Stored items from a collection:
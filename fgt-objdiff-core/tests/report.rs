use std::path::PathBuf;

use fgt_objdiff_core::format::text::{NO_VALUE, OBJECT_MISSING};
use fgt_objdiff_core::{
    build_filtered_report, build_report, compare_texts, format_json, format_summary, format_text,
    load_file, Cell, Comparison, DiffFilter, NormalizeOptions, ReportOptions,
};

fn fixture(path: &str) -> PathBuf {
    PathBuf::from(env!("CARGO_MANIFEST_DIR"))
        .join("..")
        .join(path)
}

fn fixture_run() -> Comparison {
    let a = load_file(&fixture("fixtures/fgt-a.conf")).expect("fixture a");
    let b = load_file(&fixture("fixtures/fgt-b.conf")).expect("fixture b");
    compare_texts([("fgt-a.conf", a), ("fgt-b.conf", b)], &NormalizeOptions::standard())
        .expect("two columns")
}

#[test]
fn rows_follow_type_order_then_name() {
    let run = fixture_run();
    let report = build_report(&run.index, &run.diffs, &ReportOptions::default());

    let rows: Vec<(usize, &str)> = report
        .rows
        .iter()
        .map(|row| (row.number, row.name.as_str()))
        .collect();
    assert_eq!(
        rows,
        vec![(1, "srv1"), (2, "web-01"), (3, "backends"), (4, "HTTPS-ALT")]
    );
    assert_eq!(report.summary.columns, 2);
    assert_eq!(report.summary.objects, 7);
    assert_eq!(report.summary.differing_properties, 5);
}

#[test]
fn missing_object_and_missing_value_are_distinct_cells() {
    let text = |body: &str| format!("config firewall address\n{body}end\n");
    let run = compare_texts(
        [
            ("F1", text("edit \"h\"\nset comment \"x\"\nnext\n")),
            ("F2", text("edit \"h\"\nnext\n")),
            ("F3", text("")),
        ],
        &NormalizeOptions::standard(),
    )
    .expect("three columns");
    let report = build_report(&run.index, &run.diffs, &ReportOptions::default());

    let cells = &report.rows[0].properties[0].cells;
    assert!(matches!(&cells[0], Cell::Value { tokens } if tokens[0].token == "x"));
    assert_eq!(cells[1], Cell::NoValue);
    assert_eq!(cells[2], Cell::ObjectMissing);

    let text = format_text(&report);
    assert!(text.contains(&format!("F2[root]: {NO_VALUE}")));
    assert!(text.contains(&format!("F3[root]: {OBJECT_MISSING}")));
    assert!(text.contains("F1[root]: !\"x\""));
}

#[test]
fn filter_narrows_by_type_property_name_and_value() {
    let run = fixture_run();

    let by_type = DiffFilter {
        types: vec!["service".to_string()],
        ..DiffFilter::default()
    };
    let view = by_type.apply(&run.diffs);
    assert_eq!(view.len(), 1);
    assert_eq!(view[0].key.name, "HTTPS-ALT");

    let by_property = DiffFilter {
        properties: vec!["MEMBER".to_string()],
        ..DiffFilter::default()
    };
    let view = by_property.apply(&run.diffs);
    assert_eq!(view.len(), 1);
    assert_eq!(view[0].properties.len(), 1);
    assert_eq!(view[0].properties[0].0, "member");

    let by_value = DiffFilter {
        value: Some("10.0.0.2".to_string()),
        ..DiffFilter::default()
    };
    assert_eq!(by_value.apply(&run.diffs)[0].key.name, "srv1");

    let by_name = DiffFilter {
        name: Some("WEB".to_string()),
        ..DiffFilter::default()
    };
    let names: Vec<&str> = by_name
        .apply(&run.diffs)
        .iter()
        .map(|o| o.key.name.as_str())
        .collect();
    assert_eq!(names, vec!["web-01"]);
}

#[test]
fn inverted_filter_excludes_matching_properties() {
    let run = fixture_run();
    let filter = DiffFilter {
        properties: vec!["member".to_string()],
        invert: true,
        ..DiffFilter::default()
    };
    let view = filter.apply(&run.diffs);
    assert!(view
        .iter()
        .flat_map(|o| o.properties.iter())
        .all(|(property, _)| *property != "member"));
    assert_eq!(view.len(), 4);

    let report = build_filtered_report(&run.index, &view, &ReportOptions::default());
    assert_eq!(report.summary.differing_properties, 4);
}

#[test]
fn json_and_summary_formats() {
    let run = fixture_run();
    let report = build_report(&run.index, &run.diffs, &ReportOptions::default());

    let json: serde_json::Value = serde_json::from_str(&format_json(&report)).expect("valid json");
    assert_eq!(json["columns"][0]["label"], "fgt-a.conf\n[root]");
    assert_eq!(json["rows"][0]["properties"][0]["cells"][1]["state"], "value");
    assert_eq!(json["summary"]["differing_objects"], 4);

    assert_eq!(
        format_summary(&report.summary),
        "columns=2 objects=7 differing_objects=4 differing_properties=5"
    );
}

#[test]
fn same_file_name_in_different_directories_gets_full_labels() {
    let text = |subnet: &str| {
        format!("config firewall address\nedit \"h\"\nset subnet {subnet}\nnext\nend\n")
    };
    let run = compare_texts(
        [
            ("site1/fgt.conf", text("1.1.1.1/32")),
            ("site2/fgt.conf", text("2.2.2.2/32")),
            ("other.conf", text("3.3.3.3/32")),
        ],
        &NormalizeOptions::standard(),
    )
    .expect("three columns");
    let report = build_report(&run.index, &run.diffs, &ReportOptions::default());

    let labels: Vec<&str> = report.columns.iter().map(|c| c.label.as_str()).collect();
    assert_eq!(
        labels,
        vec!["site1/fgt.conf\n[root]", "site2/fgt.conf\n[root]", "other.conf\n[root]"]
    );
    let text = format_text(&report);
    assert!(text.contains("site1/fgt.conf[root]: !\"1.1.1.1/32\""));
    assert!(text.contains("site2/fgt.conf[root]: !\"2.2.2.2/32\""));
}
use colored::{ColoredString, Colorize};
use fgt_objdiff_core::format::{format_summary, NO_VALUE, OBJECT_MISSING};
use fgt_objdiff_core::report::{Cell, ComparisonReport, ReportSummary};
use fgt_objdiff_core::ClassifiedToken;

use crate::inspect::InspectReport;

/// Render a comparison report for terminal output.
///
/// Each item is painted on its classification color; items seen in only one column
/// are also bold so they stand out without color support.
pub fn render_text(report: &ComparisonReport) -> String {
    let mut out = Vec::new();

    for row in &report.rows {
        out.push(format!(
            "{} {} {}",
            format!("#{}", row.number).bold(),
            row.object_type.blue(),
            format!("\"{}\"", row.name).bold()
        ));
        for property in &row.properties {
            out.push(format!("  {}", property.property.yellow()));
            for (header, cell) in report.columns.iter().zip(&property.cells) {
                let label = header.label.replace('\n', "");
                out.push(format!("    {label}: {}", render_cell(cell)));
            }
        }
    }

    out.join("\n")
}

/// Render summary counts for terminal output.
pub fn render_summary(summary: &ReportSummary) -> String {
    format_summary(summary).cyan().to_string()
}

/// Render per-tenant object counts of one parsed file.
pub fn render_inspect(report: &InspectReport) -> String {
    let mut out = Vec::new();
    out.push(format!(
        "source={} multi_tenant={} objects={}",
        report.source, report.multi_tenant, report.objects
    ));
    for tenant in &report.tenants {
        out.push(format!("tenant {}", tenant.name.bold()));
        for object_type in &tenant.types {
            out.push(format!("  {}: {}", object_type.object_type, object_type.objects));
        }
    }
    for warning in &report.warnings {
        out.push(format!("warning: {warning}").yellow().to_string());
    }
    out.join("\n")
}

fn render_cell(cell: &Cell) -> String {
    match cell {
        Cell::ObjectMissing => OBJECT_MISSING.dimmed().to_string(),
        Cell::NoValue => NO_VALUE.italic().to_string(),
        Cell::Value { tokens } => tokens
            .iter()
            .map(|token| paint(token).to_string())
            .collect::<Vec<_>>()
            .join(" "),
    }
}

fn paint(token: &ClassifiedToken) -> ColoredString {
    let text = format!("\"{}\"", token.token);
    let painted = match parse_hex(&token.color) {
        Some((r, g, b)) => text.black().on_truecolor(r, g, b),
        None => text.normal(),
    };
    if token.duplicate {
        painted
    } else {
        painted.bold()
    }
}

/// Parse `#rrggbb`.
fn parse_hex(color: &str) -> Option<(u8, u8, u8)> {
    let hex = color.strip_prefix('#')?;
    if hex.len() != 6 || !hex.is_ascii() {
        return None;
    }
    let channel = |at: usize| u8::from_str_radix(&hex[at..at + 2], 16).ok();
    Some((channel(0)?, channel(2)?, channel(4)?))
}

Requirement:
Where in the entries above does the word "source" appear? Copy each line that has it.

Result for this exercise:
        "source={} multi_tenant={} objects={}",
        report.source, report.multi_tenant, report.objects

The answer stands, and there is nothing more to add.